Executive Director's Page September 2023
A Look Inside the Succession Planning Toolkit
As technology changes and our work environment becomes more rigorous, unexpected cessation of practice is on the rise. In Texas, there is an increased number of attorneys who die unexpectedly or are absent,1 leaving partners and even family members to obtain client documents and close practices.
For client protection and emergency preparedness, the State Bar of Texas urges lawyers to evaluate their contingency plans. With advanced preparation, a law practice is poised to adjust in times of adversity.
I’m proud to say that over the past year, under the leadership of Immediate Past President Laura Gibson and the State Bar Law Practice Management Committee, we have made great strides in the area of succession planning.
The State Bar’s new Succession Planning Toolkit was created through the generous work of the committee, who acted expeditiously to address the growing concern of sudden cessation within the profession. The toolkit is accessible at texasbar.com/successiontoolkit.
The toolkit was designed to help attorneys and other legal practitioners understand and apply the necessary elements to address the growing problem of unexpected and underprepared practice cessation. This comprehensive guide includes resources from the easiest and most essential—designating a custodian—to the more comprehensive, planning a transition out of practice.

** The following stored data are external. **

use crate::DocId;
use std::collections::{BTreeSet, HashMap};

/// Assigns dense document ids to URLs.
///
/// Ids start at 0 and follow first-sighting order. They are never reused or
/// renumbered, and adding a URL that is already known returns its id.
///
/// At most `DocId::MAX + 1` URLs fit; see [`Vocabulary::add`].
#[derive(Debug, Default, Clone)]
pub struct Vocabulary {
    urls: Vec<String>,
    ids: HashMap<String, DocId>,
}

impl Vocabulary {
    pub fn new() -> Self { Self::default() }

    /// # Panics
    ///
    /// Panics when every [`DocId`] is already taken, rather than handing out
    /// an id twice.
    pub fn add(&mut self, url: &str) -> DocId {
        if let Some(&id) = self.ids.get(url) {
            return id;
        }
        let id = id_at(self.urls.len());
        self.urls.push(url.to_string());
        self.ids.insert(url.to_string(), id);
        id
    }

    pub fn get(&self, id: DocId) -> Option<&str> {
        self.urls.get(id as usize).map(String::as_str)
    }

    pub fn get_id(&self, url: &str) -> Option<DocId> {
        self.ids.get(url).copied()
    }

    /// All assigned ids. Used as the universe when a query negates a term.
    pub fn get_document_ids(&self) -> BTreeSet<DocId> {
        (0..self.urls.len()).map(id_at).collect()
    }

    pub fn len(&self) -> usize { self.urls.len() }

    pub fn is_empty(&self) -> bool { self.urls.is_empty() }
}

fn id_at(position: usize) -> DocId {
    match DocId::try_from(position) {
        Ok(id) => id,
        Err(_) => panic!("vocabulary is full: {position} exceeds the largest document id {}", DocId::MAX),
    }
}

#[cfg(test)]
mod tests {
    use super::*;

    #[test]
    fn ids_follow_insertion_order() {
        let mut v = Vocabulary::new();
        assert_eq!(v.add("http://a"), 0);
        assert_eq!(v.add("http://b"), 1);
        assert_eq!(v.add("http://a"), 0);
        assert_eq!(v.len(), 2);
        assert_eq!(v.get(1), Some("http://b"));
        assert_eq!(v.get(2), None);
        assert_eq!(v.get_id("http://b"), Some(1));
    }

    #[test]
    fn document_ids_cover_every_assignment() {
        let mut v = Vocabulary::new();
        assert!(v.get_document_ids().is_empty());
        v.add("x");
        v.add("y");
        v.add("x");
        assert_eq!(v.get_document_ids().into_iter().collect::<Vec<_>>(), vec![0, 1]);
    }

    #[test]
    fn last_id_is_the_largest_doc_id() {
        assert_eq!(id_at(DocId::MAX as usize), DocId::MAX);
    }

    #[test]
    #[cfg(target_pointer_width = "64")]
    #[should_panic(expected = "vocabulary is full")]
    fn ids_are_never_truncated() {
        id_at(DocId::MAX as usize + 1);
    }
}
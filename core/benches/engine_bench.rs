use criterion::{criterion_group, criterion_main, Criterion};
use ir_core::query::evaluate;
use ir_core::{Index, Tokenizer};

const WORDS: &[&str] = &[
    "rust", "index", "query", "search", "engine", "posting", "term", "document", "crawler", "champion",
    "boolean", "score", "vector", "length", "shingle", "host", "delay", "token", "parser", "lexer",
];

fn corpus(docs: usize) -> Vec<(String, String)> {
    (0..docs)
        .map(|i| {
            let text: Vec<&str> = (0..80).map(|j| WORDS[(i * 7 + j * j) % WORDS.len()]).collect();
            (format!("http://bench.local/{i}"), text.join(" "))
        })
        .collect()
}

fn bench_tokenize(c: &mut Criterion) {
    let text = corpus(1).remove(0).1;
    let tokenizer = Tokenizer::new().with_stemming(true);
    c.bench_function("tokenize_doc", |b| b.iter(|| tokenizer.tokenize(&text)));
}

fn bench_build(c: &mut Criterion) {
    let docs = corpus(500);
    c.bench_function("index_500_docs", |b| {
        b.iter(|| {
            let mut index = Index::new();
            index.index_corpus(docs.iter().map(|(u, t)| (u.as_str(), t.as_str())));
            index.update_champions(20);
            index
        })
    });
}

fn bench_query(c: &mut Criterion) {
    let mut index = Index::new();
    index.index_corpus(corpus(500));
    c.bench_function("boolean_query", |b| {
        b.iter(|| evaluate(&index, "(rust AND search) OR NOT (crawler OR host) AND engine"))
    });
}

criterion_group!(benches, bench_tokenize, bench_build, bench_query);
criterion_main!(benches);
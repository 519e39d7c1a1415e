use anyhow::{Context, Result};
use axum::Router;
use clap::Parser;
use ir_core::corpus::load_corpus;
use ir_core::{Index, Tokenizer, Weighting};
use server::{build_app, ServerConfig};
use std::net::SocketAddr;
use tokio::net::TcpListener;
use tracing_subscriber::{fmt, EnvFilter};

#[derive(Parser)]
struct Args {
    /// Corpus to index at startup (.json/.jsonl file or directory); starts empty when omitted
    #[arg(long)]
    corpus: Option<String>,
    /// Host to bind
    #[arg(long, default_value = "0.0.0.0")]
    host: String,
    /// Port to bind
    #[arg(long, default_value_t = 8080)]
    port: u16,
    /// Combine tf and idf as tf + idf instead of tf * idf
    #[arg(long, default_value_t = false)]
    additive: bool,
    /// Stem terms with the English Snowball stemmer
    #[arg(long, default_value_t = false)]
    stem: bool,
    /// Drop English stopwords
    #[arg(long, default_value_t = false)]
    stopwords: bool,
    /// Build champion lists of this size after the startup index
    #[arg(long)]
    champions: Option<usize>,
}

#[tokio::main]
async fn main() -> Result<()> {
    fmt().with_env_filter(EnvFilter::from_default_env()).init();
    let args = Args::parse();

    let tokenizer = Tokenizer::new().with_stemming(args.stem).with_stopwords_removed(args.stopwords);
    let weighting = if args.additive { Weighting::Sum } else { Weighting::Product };
    let mut index = Index::with_options(tokenizer, weighting);
    if let Some(path) = &args.corpus {
        let docs = load_corpus(path).with_context(|| format!("loading corpus from {path}"))?;
        index.index_corpus(docs.iter().map(|d| (d.url.as_str(), d.text.as_str())));
    }
    if let Some(r) = args.champions {
        index.update_champions(r);
    }

    let app: Router = build_app(index, ServerConfig::from_env());
    let addr: SocketAddr = format!("{}:{}", args.host, args.port).parse()?;
    let listener = TcpListener::bind(addr).await?;
    tracing::info!(%addr, "server listening");
    axum::serve(listener, app).await?;
    Ok(())
}
//! Boolean retrieval over an in-memory inverted index.
//!
//! Documents are identified by URL and assigned dense ids by the
//! [`Vocabulary`]. The [`PostingsStore`] keeps raw term frequencies and
//! derives TF-IDF scores, document lengths and champion lists from them.
//! Queries such as `(rust AND search) OR NOT java` are evaluated by
//! [`query::evaluate`] into a set of matching document ids.

pub mod config;
pub mod corpus;
pub mod error;
pub mod index;
pub mod lexer;
pub mod postings;
pub mod query;
pub mod shingles;
pub mod tokenizer;
pub mod vocabulary;

pub type DocId = u32;

pub use error::{CorpusError, QueryError, ScoringError, ShingleError};
pub use index::Index;
pub use postings::{Posting, PostingsStore, Weighting};
pub use tokenizer::Tokenizer;
pub use vocabulary::Vocabulary;
//! Shingles and super-shingles for near-duplicate detection.
//!
//! A shingle is a window of `n` consecutive whitespace-separated tokens. A
//! super-shingle hashes a group of `k` shingles from a document's sketch;
//! two documents sharing super-shingles are likely near-duplicates.

use crate::error::ShingleError;
use std::collections::hash_map::DefaultHasher;
use std::hash::{Hash, Hasher};

pub type Shingle<'a> = Vec<&'a str>;

/// All `n`-token windows of `document`, in order.
///
/// A document of `T` tokens has `T - n + 1` shingles, or none when `n > T`.
pub fn shingles(document: &str, n: usize) -> Result<Vec<Shingle<'_>>, ShingleError> {
    if n == 0 {
        return Err(ShingleError::ZeroWidth);
    }
    let tokens: Vec<&str> = document.split_whitespace().collect();
    Ok(tokens.windows(n).map(<[&str]>::to_vec).collect())
}

/// Hash each non-overlapping group of `k` entries of `sketch`.
///
/// The sketch length must be a multiple of `k`; nothing is hashed otherwise.
pub fn supershingles<S, F>(sketch: &[S], hash: F, k: usize) -> Result<Vec<u64>, ShingleError>
where
    F: Fn(&[S]) -> u64,
{
    if k == 0 {
        return Err(ShingleError::ZeroGroup);
    }
    if sketch.len() % k != 0 {
        return Err(ShingleError::SizeMismatch { len: sketch.len(), k });
    }
    Ok(sketch.chunks_exact(k).map(hash).collect())
}

pub fn default_hash<S: Hash>(group: &[S]) -> u64 {
    let mut hasher = DefaultHasher::new();
    group.hash(&mut hasher);
    hasher.finish()
}

/// A deterministic sample of a document's shingles, sized for
/// [`supershingles`].
///
/// Shingles are ordered by hash (min-hash style, so similar documents pick
/// similar samples) and cut to the largest multiple of `k` that is at most
/// `limit`.
pub fn sketch<'a>(mut shingles: Vec<Shingle<'a>>, k: usize, limit: usize) -> Result<Vec<Shingle<'a>>, ShingleError> {
    if k == 0 {
        return Err(ShingleError::ZeroGroup);
    }
    shingles.sort_by_cached_key(|s| (default_hash(s), s.clone()));
    shingles.dedup();
    let keep = shingles.len().min(limit) / k * k;
    shingles.truncate(keep);
    Ok(shingles)
}
use ir_core::config::{DEFAULT_SHINGLE_SIZE, DEFAULT_SKETCH_LIMIT, DEFAULT_SUPERSHINGLE_GROUP};
use ir_core::shingles::{shingles, sketch, supershingles, Shingle};
use ir_core::ShingleError;
use sha1::{Digest, Sha1};
use std::collections::HashSet;

/// Drops pages that share enough super-shingles with a page kept earlier.
///
/// Pages too short to fill one super-shingle have no fingerprint and are
/// never treated as duplicates.
pub struct NearDuplicateFilter {
    seen: HashSet<u64>,
    threshold: usize,
    shingle_size: usize,
    group: usize,
    sketch_limit: usize,
}

impl NearDuplicateFilter {
    pub fn new(threshold: usize) -> Self {
        Self {
            seen: HashSet::new(),
            threshold: threshold.max(1),
            shingle_size: DEFAULT_SHINGLE_SIZE,
            group: DEFAULT_SUPERSHINGLE_GROUP,
            sketch_limit: DEFAULT_SKETCH_LIMIT,
        }
    }

    pub fn fingerprint(&self, text: &str) -> Result<Vec<u64>, ShingleError> {
        let all = shingles(text, self.shingle_size)?;
        let sample = sketch(all, self.group, self.sketch_limit)?;
        supershingles(&sample, sha1_hash, self.group)
    }

    /// Returns `true` for a near-duplicate. Other pages are remembered.
    pub fn check_and_insert(&mut self, text: &str) -> Result<bool, ShingleError> {
        let fingerprint = self.fingerprint(text)?;
        let shared = fingerprint.iter().filter(|h| self.seen.contains(h)).count();
        if !fingerprint.is_empty() && shared >= self.threshold.min(fingerprint.len()) {
            return Ok(true);
        }
        self.seen.extend(fingerprint);
        Ok(false)
    }
}

/// First 8 bytes of the SHA-1 of a group of shingles.
fn sha1_hash(group: &[Shingle<'_>]) -> u64 {
    let mut hasher = Sha1::new();
    for shingle in group {
        for token in shingle {
            hasher.update(token.as_bytes());
            hasher.update(b"\x1f");
        }
        hasher.update(b"\x1e");
    }
    let digest = hasher.finalize();
    let mut prefix = [0u8; 8];
    prefix.copy_from_slice(&digest[..8]);
    u64::from_be_bytes(prefix)
}

#[cfg(test)]
mod tests {
    use super::*;

    fn page(words: usize, salt: &str) -> String {
        (0..words).map(|i| format!("w{i}{salt}")).collect::<Vec<_>>().join(" ")
    }

    #[test]
    fn identical_pages_are_duplicates() {
        let mut f = NearDuplicateFilter::new(2);
        let text = page(200, "");
        assert_eq!(f.check_and_insert(&text), Ok(false));
        assert_eq!(f.check_and_insert(&text), Ok(true));
    }

    #[test]
    fn unrelated_pages_are_kept() {
        let mut f = NearDuplicateFilter::new(1);
        assert_eq!(f.check_and_insert(&page(200, "a")), Ok(false));
        assert_eq!(f.check_and_insert(&page(200, "b")), Ok(false));
    }

    #[test]
    fn short_pages_have_no_fingerprint() {
        let mut f = NearDuplicateFilter::new(1);
        assert!(f.fingerprint("only a few words here").unwrap().is_empty());
        assert_eq!(f.check_and_insert("only a few words here"), Ok(false));
        assert_eq!(f.check_and_insert("only a few words here"), Ok(false));
    }

    #[test]
    fn fingerprint_is_a_super_shingle_per_group() {
        let f = NearDuplicateFilter::new(1);
        // 200 words give 197 shingles; the sketch keeps 84, i.e. 14 groups.
        assert_eq!(f.fingerprint(&page(200, "")).unwrap().len(), 14);
        // 30 words give 27 shingles, cut to 24: 4 groups.
        assert_eq!(f.fingerprint(&page(30, "")).unwrap().len(), 4);
    }
}
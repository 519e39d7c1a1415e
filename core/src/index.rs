use crate::postings::{Posting, PostingsStore, Weighting};
use crate::tokenizer::Tokenizer;
use crate::vocabulary::Vocabulary;
use crate::DocId;
use std::collections::hash_map::Entry;
use std::collections::HashMap;

/// A document vocabulary and the postings built over it.
///
/// Building is a single-writer batch step ([`Index::index_corpus`]); once it
/// returns, the index can be shared read-only between any number of query
/// evaluations.
#[derive(Debug, Default, Clone)]
pub struct Index {
    vocabulary: Vocabulary,
    postings: PostingsStore,
    tokenizer: Tokenizer,
}

impl Index {
    pub fn new() -> Self { Self::default() }

    pub fn with_options(tokenizer: Tokenizer, weighting: Weighting) -> Self {
        Self { vocabulary: Vocabulary::new(), postings: PostingsStore::new(weighting), tokenizer }
    }

    pub fn vocabulary(&self) -> &Vocabulary { &self.vocabulary }

    pub fn postings(&self) -> &PostingsStore { &self.postings }

    pub fn tokenizer(&self) -> &Tokenizer { &self.tokenizer }

    /// Index a corpus of `(url, text)` pairs, replacing any previous postings.
    ///
    /// Document ids are handed out in iteration order, so a corpus without a
    /// stable order gives consistent but not reproducible ids. URLs seen by an
    /// earlier build keep their ids and still count towards N for IDF. A URL
    /// listed twice keeps its first id and its last text.
    /// Champion lists are left untouched and marked stale.
    pub fn index_corpus<I, U, T>(&mut self, corpus: I)
    where
        I: IntoIterator<Item = (U, T)>,
        U: AsRef<str>,
        T: AsRef<str>,
    {
        let mut documents: Vec<(DocId, Vec<String>)> = Vec::new();
        let mut slots: HashMap<DocId, usize> = HashMap::new();
        for (url, text) in corpus {
            let doc_id = self.vocabulary.add(url.as_ref());
            let tokens = self.tokenizer.tokenize(text.as_ref());
            match slots.entry(doc_id) {
                Entry::Occupied(slot) => documents[*slot.get()].1 = tokens,
                Entry::Vacant(slot) => {
                    slot.insert(documents.len());
                    documents.push((doc_id, tokens));
                }
            }
        }

        let mut pairs: Vec<(&str, DocId)> = documents
            .iter()
            .flat_map(|(doc_id, tokens)| tokens.iter().map(move |t| (t.as_str(), *doc_id)))
            .collect();
        pairs.sort();

        // Pairs are sorted by (term, doc), so each term is one run and each
        // repeated (term, doc) pair sits right after the previous one.
        let mut term_postings: HashMap<String, Vec<Posting>> = HashMap::new();
        for run in pairs.chunk_by(|a, b| a.0 == b.0) {
            let mut list: Vec<Posting> = Vec::new();
            for &(_, doc_id) in run {
                match list.last_mut() {
                    Some(last) if last.doc_id == doc_id => last.frequency += 1,
                    _ => list.push(Posting { doc_id, frequency: 1 }),
                }
            }
            term_postings.insert(run[0].0.to_string(), list);
        }
        let num_terms = term_postings.len();
        self.postings.replace_postings(term_postings, self.vocabulary.len());

        // Lengths read the final postings, so they have to come last.
        let mut lengths: HashMap<DocId, f64> = HashMap::with_capacity(documents.len());
        for (doc_id, tokens) in &documents {
            let mut terms: Vec<&str> = tokens.iter().map(String::as_str).collect();
            terms.sort_unstable();
            terms.dedup();
            let squared: f64 = terms.iter().map(|t| self.postings.get_tf_idf(t, *doc_id).powi(2)).sum();
            lengths.insert(*doc_id, squared.sqrt());
        }
        self.postings.set_document_lengths(lengths);

        tracing::info!(num_docs = documents.len(), num_terms, "index build complete");
    }

    /// Rebuild champion lists with the top `r` documents per term.
    pub fn update_champions(&mut self, r: usize) {
        self.postings.update_champions(r);
    }
}
use crate::lexer::Token;
use crate::DocId;
use std::path::PathBuf;

/// A boolean query that could not be parsed.
#[derive(thiserror::Error, Debug, Clone, PartialEq, Eq)]
pub enum QueryError {
    #[error("empty query")]
    EmptyQuery,
    #[error("unexpected right parenthesis")]
    UnexpectedRightParen,
    #[error("expected right parenthesis")]
    MissingRightParen,
    #[error("expected a term after operator {0}")]
    DanglingOperator(Token),
    #[error("unexpected token {0}")]
    UnexpectedToken(Token),
    #[error("unexpected end of query")]
    UnexpectedEnd,
    #[error("query nests deeper than {0} levels")]
    TooDeep(usize),
}

#[derive(thiserror::Error, Debug, Clone, PartialEq)]
pub enum ScoringError {
    /// IDF is undefined for a term that occurs in no document.
    #[error("term {0:?} does not occur in any document")]
    UnseenTerm(String),
    #[error("no document length cached for document {0}")]
    MissingLength(DocId),
}

#[derive(thiserror::Error, Debug, Clone, PartialEq, Eq)]
pub enum ShingleError {
    #[error("sketch size {len} is not divisible by group size {k}")]
    SizeMismatch { len: usize, k: usize },
    #[error("shingle width must be at least 1")]
    ZeroWidth,
    #[error("super-shingle group size must be at least 1")]
    ZeroGroup,
}

#[derive(thiserror::Error, Debug)]
pub enum CorpusError {
    #[error("failed to read {path}: {source}")]
    Io {
        path: PathBuf,
        #[source]
        source: std::io::Error,
    },
    #[error("malformed document in {path}: {source}")]
    Json {
        path: PathBuf,
        #[source]
        source: serde_json::Error,
    },
    #[error("walking {path}: {source}")]
    Walk {
        path: PathBuf,
        #[source]
        source: walkdir::Error,
    },
    #[error("{0} is neither a .json/.jsonl file nor a directory")]
    UnsupportedInput(PathBuf),
}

The toolkit begins with an overview of the most basic and critical step in practice cessation, designating a custodian. Many attorneys are unfamiliar with the “task” or the “ask” of advanced designation. The toolkit contains a brief overview of your responsibilities as custodian and explains how to record your advanced designation as an attorney. It just takes a few minutes to designate your custodian using the State Bar’s online portal at texasbar.com/succession. And if you only do one thing, designate a custodian.
The toolkit then moves into instructions on file management, which can be used by both the practitioner and his or her designated custodian. This section includes sample clauses to help address retention, transition, and closing of client files.
A primer has also been included to address the guidelines of custodianship, disposition of client files, and the precarious task of closing IOLTA accounts. You will find an overview of Texas Rules of Disciplinary Procedure Part 13 and steps to take in the event of a temporary cessation of your practice.
The toolkit also includes tips and checklists with timelines to use as you begin to wind down your practice, including information on preparing your practice for sale and the ethical and transactional factors to consider.
I am also grateful to the committee for spearheading “Designate Your Custodian Day” on June 21, the summer solstice. We took advantage of the longest day of the year to publicize the bar’s online custodian designation portal.
Scenarios in which attorneys have died or are otherwise absent are on the rise, and it affects attorneys of all ages and practice areas. Changes in technology, the increase in solo practitioners, the aging of the profession, and the ever-present rigors of legal service have all been contributing factors.
Theodore Roosevelt once said, “In any moment of decision, the best thing you can do is the right thing, the next best thing is the wrong thing, and the worst thing you can do is nothing.” Do something today. Designate your custodian and begin the processes of practice cessation. It’s never too early, but it can become too late.